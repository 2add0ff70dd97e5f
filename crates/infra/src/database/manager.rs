//! Database connection manager backed by an r2d2 SQLite pool.

use std::path::{Path, PathBuf};
use std::time::Duration;

use r2d2::{Pool, PooledConnection};
use r2d2_sqlite::SqliteConnectionManager;
use rusqlite::params;
use tether_domain::{Result, TetherError};
use tracing::info;

use crate::errors::InfraError;

/// Pooled SQLite connection
pub type SqliteConnection = PooledConnection<SqliteConnectionManager>;

const SCHEMA_VERSION: i32 = 1;
const SCHEMA_SQL: &str = include_str!("schema.sql");
const CONNECTION_TIMEOUT: Duration = Duration::from_secs(5);
const BUSY_TIMEOUT_MS: u32 = 5_000;

/// Owns the connection pool for one database file.
pub struct DbManager {
    pool: Pool<SqliteConnectionManager>,
    path: PathBuf,
}

impl DbManager {
    /// Open (or create) the database at `db_path` with up to `pool_size`
    /// connections.
    ///
    /// Every connection runs in WAL mode with foreign keys enforced.
    pub fn new<P: AsRef<Path>>(db_path: P, pool_size: u32) -> Result<Self> {
        let path = db_path.as_ref().to_path_buf();
        if let Some(parent) = path.parent().filter(|p| !p.as_os_str().is_empty()) {
            std::fs::create_dir_all(parent).map_err(|e| {
                TetherError::Config(format!("cannot create {}: {e}", parent.display()))
            })?;
        }

        let manager = SqliteConnectionManager::file(&path).with_init(|conn| {
            conn.execute_batch(&format!(
                "PRAGMA journal_mode = WAL;
                 PRAGMA synchronous = NORMAL;
                 PRAGMA foreign_keys = ON;
                 PRAGMA busy_timeout = {BUSY_TIMEOUT_MS};"
            ))
        });

        let pool = Pool::builder()
            .max_size(pool_size.max(1))
            .connection_timeout(CONNECTION_TIMEOUT)
            .build(manager)
            .map_err(|e| TetherError::from(InfraError::from(e)))?;

        info!(db_path = %path.display(), max_connections = pool.max_size(), "sqlite pool initialised");

        Ok(Self { pool, path })
    }

    /// Acquire a connection from the pool.
    pub fn get_connection(&self) -> Result<SqliteConnection> {
        self.pool.get().map_err(|e| TetherError::from(InfraError::from(e)))
    }

    /// Ensure the full schema exists on the current database.
    pub fn run_migrations(&self) -> Result<()> {
        let conn = self.get_connection()?;
        conn.execute_batch(SCHEMA_SQL).map_err(map_sql_error)?;
        conn.execute(
            "INSERT OR IGNORE INTO schema_version (version, applied_at) VALUES (?1, CAST(strftime('%s','now') AS INTEGER))",
            params![SCHEMA_VERSION],
        )
        .map_err(map_sql_error)?;
        info!(version = SCHEMA_VERSION, "schema migrations applied");
        Ok(())
    }

    /// Return the configured database path.
    pub fn path(&self) -> &Path {
        &self.path
    }

    /// Verify a pooled connection can run a query.
    pub fn health_check(&self) -> Result<()> {
        let conn = self.get_connection()?;
        conn.query_row("SELECT 1", params![], |row| row.get::<_, i32>(0)).map_err(map_sql_error)?;
        Ok(())
    }
}

pub(crate) fn map_sql_error(err: rusqlite::Error) -> TetherError {
    TetherError::from(InfraError::from(err))
}
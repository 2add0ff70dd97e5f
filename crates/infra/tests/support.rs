//! Shared fixtures for infra integration tests

#![allow(dead_code)]

use std::sync::atomic::{AtomicUsize, Ordering};
use std::sync::Arc;

use async_trait::async_trait;
use chrono::Utc;
use tempfile::TempDir;
use tether_core::{AdapterFactory, AutomationSession, PlatformAdapter, SessionFactory};
use tether_domain::{
    AvailabilityItem, Config, Credentials, MediaDescriptor, NetworkErrorKind, ProfileSnapshot,
    ProfileUpdate, Result as DomainResult, TetherError,
};

/// Config pointing the ledger at a file inside `dir`, with short retry
/// delays so retry tests run in real time.
pub fn test_config(dir: &TempDir) -> Config {
    let mut config = Config::default();
    config.database.path = dir.path().join("ledger.db").to_string_lossy().into_owned();
    config.database.pool_size = 2;
    config.retry.initial_delay_ms = 10;
    config.retry.max_delay_ms = 40;
    config.orchestrator.shutdown_grace_ms = 1_000;
    config
}

pub struct StubSession;

#[async_trait]
impl AutomationSession for StubSession {
    async fn is_alive(&self) -> bool {
        true
    }

    async fn close_transient(&self) -> DomainResult<()> {
        Ok(())
    }

    async fn close(&self) -> DomainResult<()> {
        Ok(())
    }
}

#[derive(Default)]
pub struct StubSessionFactory {
    created: AtomicUsize,
}

impl StubSessionFactory {
    pub fn new() -> Arc<Self> {
        Arc::new(Self::default())
    }

    pub fn created(&self) -> usize {
        self.created.load(Ordering::SeqCst)
    }
}

#[async_trait]
impl SessionFactory for StubSessionFactory {
    async fn create(&self) -> DomainResult<Arc<dyn AutomationSession>> {
        self.created.fetch_add(1, Ordering::SeqCst);
        Ok(Arc::new(StubSession))
    }
}

/// Adapters that fail their first `failures` calls with `error`, then succeed
pub struct FlakyAdapterFactory {
    failures: AtomicUsize,
    error: TetherError,
    calls: Arc<AtomicUsize>,
}

impl FlakyAdapterFactory {
    pub fn new(failures: usize, error: TetherError) -> Arc<Self> {
        Arc::new(Self {
            failures: AtomicUsize::new(failures),
            error,
            calls: Arc::new(AtomicUsize::new(0)),
        })
    }

    /// Reliable adapters
    pub fn healthy() -> Arc<Self> {
        Self::new(0, TetherError::network(NetworkErrorKind::ConnectionReset, "unused"))
    }

    /// Transport resets, which the retry policy treats as transient
    pub fn resetting(failures: usize) -> Arc<Self> {
        Self::new(failures, TetherError::network(NetworkErrorKind::ConnectionReset, "reset"))
    }

    pub fn calls(&self) -> usize {
        self.calls.load(Ordering::SeqCst)
    }

    /// Make the next `failures` calls fail again
    pub fn fail_next(&self, failures: usize) {
        self.failures.store(failures, Ordering::SeqCst);
    }

    fn outcome(&self) -> DomainResult<()> {
        self.calls.fetch_add(1, Ordering::SeqCst);
        let failed = self
            .failures
            .fetch_update(Ordering::SeqCst, Ordering::SeqCst, |left| left.checked_sub(1))
            .is_ok();
        if failed {
            Err(self.error.clone())
        } else {
            Ok(())
        }
    }
}

impl AdapterFactory for FlakyAdapterFactory {
    fn create(
        &self,
        _credentials: &Credentials,
        _session: Option<Arc<dyn AutomationSession>>,
    ) -> DomainResult<Box<dyn PlatformAdapter>> {
        // Each call decides its outcome up front from the shared counter.
        Ok(Box::new(FlakyAdapter { outcome: self.outcome() }))
    }
}

struct FlakyAdapter {
    outcome: DomainResult<()>,
}

#[async_trait]
impl PlatformAdapter for FlakyAdapter {
    async fn authenticate(&self, _credentials: &Credentials) -> DomainResult<()> {
        self.outcome.clone()
    }

    async fn push_availability(
        &self,
        items: &[AvailabilityItem],
    ) -> DomainResult<(u32, Vec<String>)> {
        self.outcome.clone()?;
        let ids = items.iter().map(|item| format!("slot-{}", item.date)).collect();
        Ok((items.len() as u32, ids))
    }

    async fn push_media(&self, media: &MediaDescriptor) -> DomainResult<(String, String)> {
        self.outcome.clone()?;
        Ok((format!("media-{}", media.file_name), format!("https://cdn.example.test/{}", media.file_name)))
    }

    async fn update_profile(&self, profile: &ProfileUpdate) -> DomainResult<Vec<String>> {
        self.outcome.clone()?;
        Ok(profile.fields.keys().cloned().collect())
    }

    async fn read_profile(&self) -> DomainResult<ProfileSnapshot> {
        self.outcome.clone()?;
        Ok(ProfileSnapshot { fields: Default::default(), captured_at: Utc::now() })
    }

    async fn cleanup(&self) -> DomainResult<()> {
        Ok(())
    }
}
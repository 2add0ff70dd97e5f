//! Mock automation sessions

use std::sync::atomic::{AtomicBool, AtomicUsize, Ordering};
use std::sync::Arc;

use async_trait::async_trait;
use parking_lot::Mutex;
use tether_core::{AutomationSession, SessionFactory};
use tether_domain::Result as DomainResult;

/// Session that counts how often it was probed and closed
#[derive(Debug)]
pub struct MockSession {
    pub id: usize,
    alive: AtomicBool,
    transient_closes: AtomicUsize,
    closes: AtomicUsize,
}

impl MockSession {
    pub fn kill(&self) {
        self.alive.store(false, Ordering::SeqCst);
    }

    pub fn transient_closes(&self) -> usize {
        self.transient_closes.load(Ordering::SeqCst)
    }

    pub fn closes(&self) -> usize {
        self.closes.load(Ordering::SeqCst)
    }
}

#[async_trait]
impl AutomationSession for MockSession {
    async fn is_alive(&self) -> bool {
        self.alive.load(Ordering::SeqCst)
    }

    async fn close_transient(&self) -> DomainResult<()> {
        self.transient_closes.fetch_add(1, Ordering::SeqCst);
        Ok(())
    }

    async fn close(&self) -> DomainResult<()> {
        self.closes.fetch_add(1, Ordering::SeqCst);
        Ok(())
    }
}

/// Factory that keeps every session it created for later inspection
#[derive(Debug, Default)]
pub struct MockSessionFactory {
    sessions: Mutex<Vec<Arc<MockSession>>>,
}

impl MockSessionFactory {
    pub fn new() -> Arc<Self> {
        Arc::new(Self::default())
    }

    pub fn created(&self) -> usize {
        self.sessions.lock().len()
    }

    pub fn session(&self, index: usize) -> Arc<MockSession> {
        self.sessions.lock()[index].clone()
    }

    /// Sessions closed at least once
    pub fn closed(&self) -> usize {
        self.sessions.lock().iter().filter(|s| s.closes() > 0).count()
    }
}

#[async_trait]
impl SessionFactory for MockSessionFactory {
    async fn create(&self) -> DomainResult<Arc<dyn AutomationSession>> {
        let mut sessions = self.sessions.lock();
        let session = Arc::new(MockSession {
            id: sessions.len(),
            alive: AtomicBool::new(true),
            transient_closes: AtomicUsize::new(0),
            closes: AtomicUsize::new(0),
        });
        sessions.push(session.clone());
        Ok(session)
    }
}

══════

(Task goal): Pull each line containing "PathBuf" from the records.

(Written reply):
use std::path::{Path, PathBuf};
    path: PathBuf,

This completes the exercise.